Am Anfang und am Ende von Jom Kippur begegnen uns die Slichot wieder. Ihnen vorangestellt sind die »Schlosch essre Middot«, die 13 Eigenschaften G’ttes. Sie sind sowohl Teil des Machsors, als auch Teil der täglichen Slichot.
REIHENFOLGE
Der Talmud (Rosch Haschana 17b) kennt das Sprechen der 13 Eigenschaften bereits und erzählt, G’tt selbst habe sie Mosche gelehrt. Sehr frei nacherzählt ungefähr so: Rabbi Jochanan berichtet, nach der Episode mit dem Goldenen Kalb habe Mosche gefühlt, dass die Sünde des Volkes so riesig war, dass er selbst für Israel eintreten musste. Da habe ihn G’tt die 13 Eigenschaften gelehrt und gesagt: »Wann immer Israel sündigt, lass es dies in der richtigen Reihenfolge sprechen, und ich werde ihnen vergeben.« Rabbi Jochanan nennt dies einen Bund mit G’tt. Dieser garantiere dem jüdischen Volk, dass der Weg zur Vergebung offensteht.
Die 13 Eigenschaften, die Großbritanniens früherer Oberrabbiner Jonathan Sacks eine Selbstdefinition G’ttes nennt, sind auch ein Zitat aus der Tora (2. Buch Mose 34, 6–7): »HaSchem, HaSchem, G’tt, erbarmungsvoll, gnädig, langmütig, reich an Gnade und Wahrheit, bewahrt die Gnade bis in die tausendste Generation, verzeiht Schuld, Frevel und Sünde und läutert.«
13 Eigenschaften? Wer die Adjektive zählt, wird recht schnell herausfinden, dass es weniger als 13 sind. Das ist auch schon den Weisen aufgefallen, ebenso die Tatsache, dass ein Teil des Toratextes nicht gesagt wird: »Doch straflos hingegen lässt er nicht; er ahndet die Schuld der Väter an Kindern und Kindeskindern, an der dritten und der vierten Generation.«
MITGEFÜHL
Aus diesem Grund gibt es unterschiedliche Zuweisungen der einzelnen Eigenschaften zu unserem Text. Die Eigenschaften beziehen sich demnach nicht nur auf die Adjektive, sondern auf den gesamten Text, und da gehört die doppelte Nennung des G’ttesnamens dazu. Einmal stehe er für das Mitgefühl vor einer Sünde, so eine Interpretation, und ein andermal stehe er für das Mitgefühl nach der Sünde. Das Wort »G’tt« bedeutet ebenfalls Mitgefühl sowie die Eigenschaft, den Menschen alles nach ihren Bedürfnissen zu geben.

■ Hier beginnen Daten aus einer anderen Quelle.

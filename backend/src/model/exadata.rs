use chrono::{DateTime, Utc};
use serde::{Deserialize, Serialize};

#[derive(Debug, Clone, Default, PartialEq, Serialize, Deserialize)]
#[serde(default, rename_all = "camelCase")]
pub struct ExadataInstance {
    #[serde(rename = "rackID")]
    pub rack_id: String,
    pub hostname: String,
    pub environment: String,
    pub location: String,
    pub hidden: bool,
    pub components: Vec<ExadataComponent>,
    #[serde(skip_serializing_if = "Option::is_none")]
    pub rdma: Option<ExadataRdma>,
    pub created_at: DateTime<Utc>,
}

#[derive(Debug, Clone, Default, PartialEq, Serialize, Deserialize)]
#[serde(default, rename_all = "camelCase")]
pub struct ExadataComponent {
    #[serde(rename = "hostID")]
    pub host_id: String,
    pub hostname: String,
    pub host_type: String,
    pub cluster_names: Vec<String>,
    pub total_memory: f64,
    pub cpu_enabled: u32,
    pub image_version: String,
    #[serde(skip_serializing_if = "Option::is_none")]
    pub release_date: Option<DateTime<Utc>>,
    pub vms: Vec<ExadataVm>,
}

#[derive(Debug, Clone, Default, PartialEq, Serialize, Deserialize)]
#[serde(default, rename_all = "camelCase")]
pub struct ExadataVm {
    pub name: String,
    pub cluster_name: String,
    pub ram_current: f64,
    pub cpu_current: u32,
}

#[derive(Debug, Clone, Default, PartialEq, Serialize, Deserialize)]
#[serde(default, rename_all = "camelCase", deny_unknown_fields)]
pub struct ExadataRdma {
    pub network: String,
    pub ip_addresses: Vec<String>,
}

/// Body of the VM cluster-name update.
#[derive(Debug, Clone, Default, PartialEq, Serialize, Deserialize)]
#[serde(default, rename_all = "camelCase", deny_unknown_fields)]
pub struct VmClusterNameUpdate {
    pub cluster_name: String,
}

/// Body of the component cluster-names update.
#[derive(Debug, Clone, Default, PartialEq, Serialize, Deserialize)]
#[serde(default, rename_all = "camelCase", deny_unknown_fields)]
pub struct ComponentClusterNamesUpdate {
    pub cluster_names: Vec<String>,
}

/// Patch freshness of one exadata component.
#[derive(Debug, Clone, Default, PartialEq, Serialize, Deserialize)]
#[serde(rename_all = "camelCase")]
pub struct ExadataPatchAdvisor {
    #[serde(rename = "rackID")]
    pub rack_id: String,
    pub hostname: String,
    pub image_version: String,
    #[serde(skip_serializing_if = "Option::is_none")]
    pub release_date: Option<DateTime<Utc>>,
    pub four_months: bool,
    pub six_months: bool,
    pub twelve_months: bool,
}
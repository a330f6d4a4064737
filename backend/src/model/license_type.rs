use serde::{Deserialize, Serialize};

/// Metric whose counts are expressed per named user.
pub const METRIC_NAMED_USER_PLUS: &str = "Named User Plus Perpetual";

/// Oracle license catalog entry. The id is the vendor part number.
#[derive(Debug, Clone, Default, PartialEq, Serialize, Deserialize)]
#[serde(default, rename_all = "camelCase", deny_unknown_fields)]
pub struct OracleDatabaseLicenseType {
    pub id: String,
    pub item_description: String,
    pub metric: String,
    pub cost: f64,
    pub aliases: Vec<String>,
    pub option: bool,
}

impl OracleDatabaseLicenseType {
    pub fn is_named_user(&self) -> bool {
        self.metric == METRIC_NAMED_USER_PLUS
    }
}

#[derive(Debug, Clone, Default, PartialEq, Serialize, Deserialize)]
#[serde(default, rename_all = "camelCase", deny_unknown_fields)]
pub struct SqlServerDatabaseLicenseType {
    pub id: String,
    pub item_description: String,
    pub edition: String,
    pub version: String,
}

/// Compliance summary of one license type across the fleet.
#[derive(Debug, Clone, Default, PartialEq, Serialize, Deserialize)]
#[serde(rename_all = "camelCase")]
pub struct LicenseCompliance {
    #[serde(rename = "licenseTypeID")]
    pub license_type_id: String,
    pub item_description: String,
    pub metric: String,
    pub consumed: f64,
    pub covered: f64,
    pub compliance: f64,
    pub unlimited: bool,
}
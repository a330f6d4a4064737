//! Typed filter sets built from query parameters.

use chrono::{DateTime, Utc};

/// Sentinel for "no bound" in integer range filters and for "no pagination".
pub const UNSET: i32 = -1;

/// Latest representable instant, the default of `older-than`.
pub fn max_time() -> DateTime<Utc> {
    DateTime::<Utc>::MAX_UTC
}

/// Location/environment scoping shared by most read endpoints.
#[derive(Debug, Clone, PartialEq)]
pub struct GlobalFilter {
    pub location: String,
    pub environment: String,
    pub older_than: DateTime<Utc>,
}

impl Default for GlobalFilter {
    fn default() -> Self {
        Self {
            location: String::new(),
            environment: String::new(),
            older_than: max_time(),
        }
    }
}

impl GlobalFilter {
    pub fn matches(&self, location: &str, environment: &str, created_at: DateTime<Utc>) -> bool {
        (self.location.is_empty() || self.location == location)
            && (self.environment.is_empty() || self.environment == environment)
            && created_at <= self.older_than
    }
}

/// Search, sort and pagination parameters of collection endpoints.
#[derive(Debug, Clone, PartialEq)]
pub struct SearchFilter {
    pub search: String,
    pub sort_by: String,
    pub sort_desc: bool,
    pub page: i32,
    pub size: i32,
    pub global: GlobalFilter,
}

impl Default for SearchFilter {
    fn default() -> Self {
        Self {
            search: String::new(),
            sort_by: String::new(),
            sort_desc: false,
            page: UNSET,
            size: UNSET,
            global: GlobalFilter::default(),
        }
    }
}

impl SearchFilter {
    /// A page is requested only when both `page` and `size` are set.
    pub fn is_paged(&self) -> bool {
        self.page != UNSET && self.size != UNSET
    }

    /// Same filter with pagination disabled, used by spreadsheet exports.
    pub fn unpaged(&self) -> Self {
        Self {
            page: UNSET,
            size: UNSET,
            ..self.clone()
        }
    }
}

/// Filter of the addm, segment advisor and patch advisor searches.
#[derive(Debug, Clone, PartialEq)]
pub struct AdvisorFilter {
    pub search: SearchFilter,
    /// Start of the trailing window (now minus `window-time` months).
    pub window_start: DateTime<Utc>,
    pub status: String,
}

/// Inclusive integer bounds where [`UNSET`] disables a side.
#[derive(Debug, Clone, Copy, PartialEq, Eq)]
pub struct CountRange {
    pub lte: i32,
    pub gte: i32,
}

impl Default for CountRange {
    fn default() -> Self {
        Self {
            lte: UNSET,
            gte: UNSET,
        }
    }
}

impl CountRange {
    pub fn contains(&self, value: f64) -> bool {
        (self.lte == UNSET || value <= f64::from(self.lte))
            && (self.gte == UNSET || value >= f64::from(self.gte))
    }
}

/// Tri-state flag filter: `None` ignores the flag.
pub fn flag_matches(filter: Option<bool>, value: bool) -> bool {
    filter.map_or(true, |wanted| wanted == value)
}

/// Case-insensitive substring match where an empty needle always matches.
pub fn text_matches(needle: &str, haystack: &str) -> bool {
    needle.is_empty() || haystack.to_lowercase().contains(&needle.to_lowercase())
}

#[derive(Debug, Clone, Default, PartialEq)]
pub struct OracleDatabaseAgreementsFilter {
    pub agreement_id: String,
    pub license_type_id: String,
    pub item_description: String,
    pub csi: String,
    pub metric: String,
    pub reference_number: String,
    pub unlimited: Option<bool>,
    pub catch_all: Option<bool>,
    pub licenses_per_core: CountRange,
    pub licenses_per_user: CountRange,
    pub available_licenses_per_core: CountRange,
    pub available_licenses_per_user: CountRange,
}

#[derive(Debug, Clone, Default, PartialEq)]
pub struct OracleDatabaseContractsFilter {
    pub contract_id: String,
    pub license_type_id: String,
    pub item_description: String,
    pub csi: String,
    pub metric: String,
    pub reference_number: String,
    pub unlimited: Option<bool>,
    pub basket: Option<bool>,
    pub licenses_per_core: CountRange,
    pub licenses_per_user: CountRange,
    pub available_licenses_per_core: CountRange,
    pub available_licenses_per_user: CountRange,
}

#[derive(Debug, Clone, PartialEq)]
pub struct AlertsFilter {
    pub search: SearchFilter,
    pub category: String,
    pub severity: String,
    pub status: String,
    pub from: DateTime<Utc>,
    pub to: DateTime<Utc>,
}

Wenn der Mensch umkehrt und seine Sünden erkennt, dann ist ihm mit den Schlosch essre Middot Verzeihung zugesagt. Der Mensch trifft nicht auf ein gnadenloses Gericht, sondern auf eine Rechtsprechung, die das Element der Vergebung kennt. Darauf bereiten schon die Slichot vor Jom Kippur vor. Und eines noch: Wenn G’tt verzeihen kann, wird dies dem Menschen möglicherweise auch abverlangt.